2話「月夜の死神と愛の女神」

あいりの家でお泊り会をしているようだ。
おやつや夕飯を食べたり、あいりの妹のゆうりとも一緒にゲームをしたり、三人で恋愛映画を観たりもした。

「まさか高校入学してすぐにプリキュアになって、頻繁に顔を合わせることになるなんてね…」
お風呂上がりのあいりは先にお風呂に入っていたゆあ、みつきと自室で近況を話しているようだ。
「ゆあは嬉しいよ?あいちゃんやみっちゃんと頻繁に顔を合わせられるなんて」
「それな!ウチもそう思ってた!」
ゆあとみつきは変わらず話す。みつきは一呼吸置いて、話した。
「実はさ、この前プリティーホリックでティントリップを買ったという話したでしょ?あれさ、友達がスマホで買い物してたんだよね?」
「スマホで…買い物できるの?」
みつきの話にあいりが質問する。
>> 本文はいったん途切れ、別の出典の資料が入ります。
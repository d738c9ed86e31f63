//! Repository for the `jobs` table.
//!
//! Status changes are conditional: every write carries the set of statuses
//! it may move from, so a late writer loses to whichever terminal write
//! landed first.

use bigshot_core::job_status::{JobStatus, ACTIVE_STATUSES};
use bigshot_core::types::{DbId, Timestamp};
use sqlx::types::Json;
use sqlx::PgPool;

use crate::models::job::{CreateJob, Job, JobChanges, JobListQuery, JobPage, JobStats};

/// Column list for `jobs` queries.
const COLUMNS: &str = "\
    id, job_type, target, status, progress, result, error_message, \
    created_at, updated_at";

/// The stored result if it is a JSON object, otherwise an empty object.
const RESULT_BASE: &str =
    "CASE WHEN jsonb_typeof(result) = 'object' THEN result ELSE '{}'::jsonb END";

fn status_names(statuses: &[JobStatus]) -> Vec<String> {
    statuses.iter().map(|s| s.as_str().to_string()).collect()
}

/// Provides CRUD operations for jobs.
pub struct JobRepo;

impl JobRepo {
    /// Create a new pending job with zero progress.
    pub async fn create(pool: &PgPool, input: &CreateJob) -> Result<Job, sqlx::Error> {
        let query = format!(
            "INSERT INTO jobs (job_type, target, status, progress) \
             VALUES ($1, $2, $3, 0) \
             RETURNING {COLUMNS}"
        );
        sqlx::query_as::<_, Job>(&query)
            .bind(input.job_type.as_str())
            .bind(&input.target)
            .bind(JobStatus::Pending.as_str())
            .fetch_one(pool)
            .await
    }

    /// Find a job by its ID.
    pub async fn find_by_id(pool: &PgPool, id: DbId) -> Result<Option<Job>, sqlx::Error> {
        let query = format!("SELECT {COLUMNS} FROM jobs WHERE id = $1");
        sqlx::query_as::<_, Job>(&query)
            .bind(id)
            .fetch_optional(pool)
            .await
    }

    /// Apply a partial, optionally status-guarded update in one statement.
    ///
    /// Result-envelope fields are merged with `jsonb_set`; a notification is
    /// appended to `result.notifications`. Returns `None` when the row does
    /// not exist or the guard did not match.
    pub async fn update(
        pool: &PgPool,
        id: DbId,
        changes: &JobChanges,
    ) -> Result<Option<Job>, sqlx::Error> {
        let mut sets: Vec<String> = vec!["updated_at = NOW()".to_string()];
        let mut bind_idx: u32 = 2;

        if changes.status.is_some() {
            sets.push(format!("status = ${bind_idx}"));
            bind_idx += 1;
        }
        if changes.progress.is_some() {
            sets.push(format!("progress = ${bind_idx}"));
            bind_idx += 1;
        }
        if changes.error_message.is_some() {
            sets.push(format!("error_message = ${bind_idx}"));
            bind_idx += 1;
        }

        let mut result_expr = RESULT_BASE.to_string();
        let mut touches_result = false;
        if changes.task_id.is_some() {
            result_expr =
                format!("jsonb_set({result_expr}, '{{task_id}}', to_jsonb(${bind_idx}::text))");
            bind_idx += 1;
            touches_result = true;
        }
        if changes.outcome.is_some() {
            result_expr = format!("jsonb_set({result_expr}, '{{outcome}}', ${bind_idx}::jsonb)");
            bind_idx += 1;
            touches_result = true;
        }
        if changes.notification.is_some() {
            let base = result_expr;
            result_expr = format!(
                "jsonb_set({base}, '{{notifications}}', \
                 (CASE WHEN jsonb_typeof(({base})->'notifications') = 'array' \
                       THEN ({base})->'notifications' ELSE '[]'::jsonb END) \
                 || jsonb_build_array(${bind_idx}::jsonb))"
            );
            bind_idx += 1;
            touches_result = true;
        }
        if touches_result {
            sets.push(format!("result = {result_expr}"));
        }

        let guard = if changes.expected.is_empty() {
            String::new()
        } else {
            format!(" AND status = ANY(${bind_idx})")
        };

        let query = format!(
            "UPDATE jobs SET {} WHERE id = $1{guard} RETURNING {COLUMNS}",
            sets.join(", ")
        );

        let mut q = sqlx::query_as::<_, Job>(&query).bind(id);
        if let Some(status) = changes.status {
            q = q.bind(status.as_str());
        }
        if let Some(progress) = changes.progress {
            q = q.bind(progress);
        }
        if let Some(message) = &changes.error_message {
            q = q.bind(message);
        }
        if let Some(task_id) = &changes.task_id {
            q = q.bind(task_id);
        }
        if let Some(outcome) = &changes.outcome {
            q = q.bind(Json(outcome));
        }
        if let Some(entry) = &changes.notification {
            q = q.bind(Json(entry));
        }
        if !changes.expected.is_empty() {
            q = q.bind(status_names(&changes.expected));
        }

        q.fetch_optional(pool).await
    }

    /// List jobs with optional filters, newest first.
    pub async fn list(pool: &PgPool, params: &JobListQuery) -> Result<JobPage, sqlx::Error> {
        let (page, per_page) = params.paging();
        let offset = (page - 1) * per_page;

        let mut conditions: Vec<String> = Vec::new();
        let mut bind_idx: u32 = 1;

        if params.status.is_some() {
            conditions.push(format!("status = ${bind_idx}"));
            bind_idx += 1;
        }
        if params.job_type.is_some() {
            conditions.push(format!("job_type = ${bind_idx}"));
            bind_idx += 1;
        }
        if params.target.is_some() {
            conditions.push(format!("target ILIKE '%' || ${bind_idx} || '%'"));
            bind_idx += 1;
        }

        let where_clause = if conditions.is_empty() {
            String::new()
        } else {
            format!("WHERE {}", conditions.join(" AND "))
        };

        let count_query = format!("SELECT COUNT(*) FROM jobs {where_clause}");
        let page_query = format!(
            "SELECT {COLUMNS} FROM jobs \
             {where_clause} \
             ORDER BY created_at DESC, id DESC \
             LIMIT ${bind_idx} OFFSET ${}",
            bind_idx + 1,
        );

        let mut count = sqlx::query_scalar::<_, i64>(&count_query);
        let mut rows = sqlx::query_as::<_, Job>(&page_query);
        if let Some(status) = params.status {
            count = count.bind(status.as_str());
            rows = rows.bind(status.as_str());
        }
        if let Some(job_type) = params.job_type {
            count = count.bind(job_type.as_str());
            rows = rows.bind(job_type.as_str());
        }
        if let Some(target) = &params.target {
            count = count.bind(target);
            rows = rows.bind(target);
        }

        let total = count.fetch_one(pool).await?;
        let items = rows.bind(per_page).bind(offset).fetch_all(pool).await?;
        Ok(JobPage::new(items, total, page, per_page))
    }

    /// Jobs that are still pending or running, newest first.
    pub async fn list_active(pool: &PgPool) -> Result<Vec<Job>, sqlx::Error> {
        let query = format!(
            "SELECT {COLUMNS} FROM jobs WHERE status = ANY($1) \
             ORDER BY created_at DESC, id DESC"
        );
        sqlx::query_as::<_, Job>(&query)
            .bind(status_names(&ACTIVE_STATUSES))
            .fetch_all(pool)
            .await
    }

    /// Aggregate counts by status and type plus completion timing.
    pub async fn stats(pool: &PgPool) -> Result<JobStats, sqlx::Error> {
        let by_status: Vec<(String, i64)> =
            sqlx::query_as("SELECT status, COUNT(*) FROM jobs GROUP BY status")
                .fetch_all(pool)
                .await?;
        let by_type: Vec<(String, i64)> =
            sqlx::query_as("SELECT job_type, COUNT(*) FROM jobs GROUP BY job_type")
                .fetch_all(pool)
                .await?;
        let avg_completion_secs: Option<f64> = sqlx::query_scalar(
            "SELECT AVG(EXTRACT(EPOCH FROM updated_at - created_at))::FLOAT8 \
             FROM jobs WHERE status = $1",
        )
        .bind(JobStatus::Completed.as_str())
        .fetch_one(pool)
        .await?;
        let recent_jobs: i64 = sqlx::query_scalar(
            "SELECT COUNT(*) FROM jobs WHERE created_at > NOW() - INTERVAL '24 hours'",
        )
        .fetch_one(pool)
        .await?;

        Ok(JobStats {
            total_jobs: by_status.iter().map(|(_, n)| n).sum(),
            by_status: by_status.into_iter().collect(),
            by_type: by_type.into_iter().collect(),
            avg_completion_secs,
            recent_jobs,
        })
    }

    /// Remove ledger entries older than `cutoff` from jobs created before
    /// `created_before`, preserving the order of what remains.
    pub async fn prune_notifications(
        pool: &PgPool,
        created_before: Timestamp,
        cutoff: Timestamp,
    ) -> Result<u64, sqlx::Error> {
        let result = sqlx::query(
            "UPDATE jobs SET result = jsonb_set(result, '{notifications}', COALESCE( \
                 (SELECT jsonb_agg(e.entry ORDER BY e.ord) \
                  FROM jsonb_array_elements(result->'notifications') WITH ORDINALITY AS e(entry, ord) \
                  WHERE (e.entry->>'timestamp')::timestamptz >= $2), \
                 '[]'::jsonb)) \
             WHERE created_at < $1 \
               AND jsonb_typeof(result) = 'object' \
               AND jsonb_typeof(result->'notifications') = 'array' \
               AND EXISTS ( \
                 SELECT 1 FROM jsonb_array_elements(result->'notifications') AS n(entry) \
                 WHERE (n.entry->>'timestamp')::timestamptz < $2)",
        )
        .bind(created_before)
        .bind(cutoff)
        .execute(pool)
        .await?;
        Ok(result.rows_affected())
    }
}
みつきは戸惑いながらも続けた。
「どうだろう?なんか四角い模様で読み取ってたみたいなんだけど…スマホであんなことできるのってびっくりしたよ」
「え…?みっちゃん、QRコード知らないの?」
みつきの話に、ゆあは困惑しながら聞く。
みつきは少し考えて、こう言った。
「うーん…あの四角い変な模様がQRコードなの?」
「QRコード…?あれ、意味あったの?」
あいりも困惑しながら聞くと、ゆあがQRコードのことを教えた。
「そうだよ、QRコードはスマホで読み取るといろいろなことができるみたい」
ゆあの説明を聞いて、驚くあいりとみつき。
「え!?あの四角い模様って、そんな大事なものなの!?わたし、塗り絵にしてた!」
「あいりもなの!?ウチもラクガキしてたんだけど!」
あいりとみつきのQRコードの扱いに驚くゆあ。
「QRコードにラクガキしちゃダメだよ!」

少し呼吸を置き、ゆあはあいりに聞く。
「あいちゃん、どうしてお泊り会をしようとか言い出したの?」
「ああ、それはね…」
あいりは微笑んで言った。
「わたし達にはみんな恋人ができたし、最後にわたし達だけの思い出を作りたかったからなの」
あいりの話に、みつきは言う。
「そうだよね、ウチらもみんな彼氏できたし、彼氏と寝る前に純粋なウチらだけの思い出を作りたかったんだよね!」
話している時に、あいりのスマホに通知が鳴った。

「何だろう?」
あいりはスマホを確認した。颯人からだ。
『あいりちゃん、お泊り会楽しんでる?明日、キラットに来られる?話したいことがあるから、ゆあさんとみつきさんも連れて来てね』
あいりは「OK」のスタンプを送った。そして、こう話した。
「ゆあちゃん、みつきちゃん。明日キラットに来られる?」
それを聞いて、ゆあとみつきは頷く。
「うん、もちろん」
「ウチらも行くよ!」
「ありがとう!おやすみー」
あいりはそう言って、部屋の電気を消して、あいりはベッドで、ゆあとみつきはそれぞれの敷物の上で寝た。

「うっ、うぅっ…」
みつきは寝ながら泣く。
「みっちゃん、どうしたの?」
ゆあがみつきの方を見る。あいりも起き上がった。
「怖い夢でも見た?」
みつきは泣きながら話す。
「あいり、ゆあ…ウチ、夜になると思い出すんだよね。お父さんが帰って来なかった日のこと…」
みつきは静かに話し始めた。
「その日はお父さんは早く帰るって言ってたのにね…ウチと弟が寝る時間になっても帰って来なかったの。朝起きたらお母さんが泣いてて、話を聞いたらお父さんは事故で死んじゃったって…」
みつきはまた泣き出した。
「ごめん…!もう思い出したくないのにっ…!プリキュアになってからも、2人がいなくなるんじゃないかと怖くて、眠れなくてっ…!」
「…いなくならないよ」
あいりは自分のベッドから出てみつきの寝ている敷物の布団の中に入って、みつきの右手を握る。
「ゆあもだよ…だから、みっちゃん。安心して」
ゆあもみつきの左手を握る。
「…ありがと」
みつきは笑顔になって、眠りについた。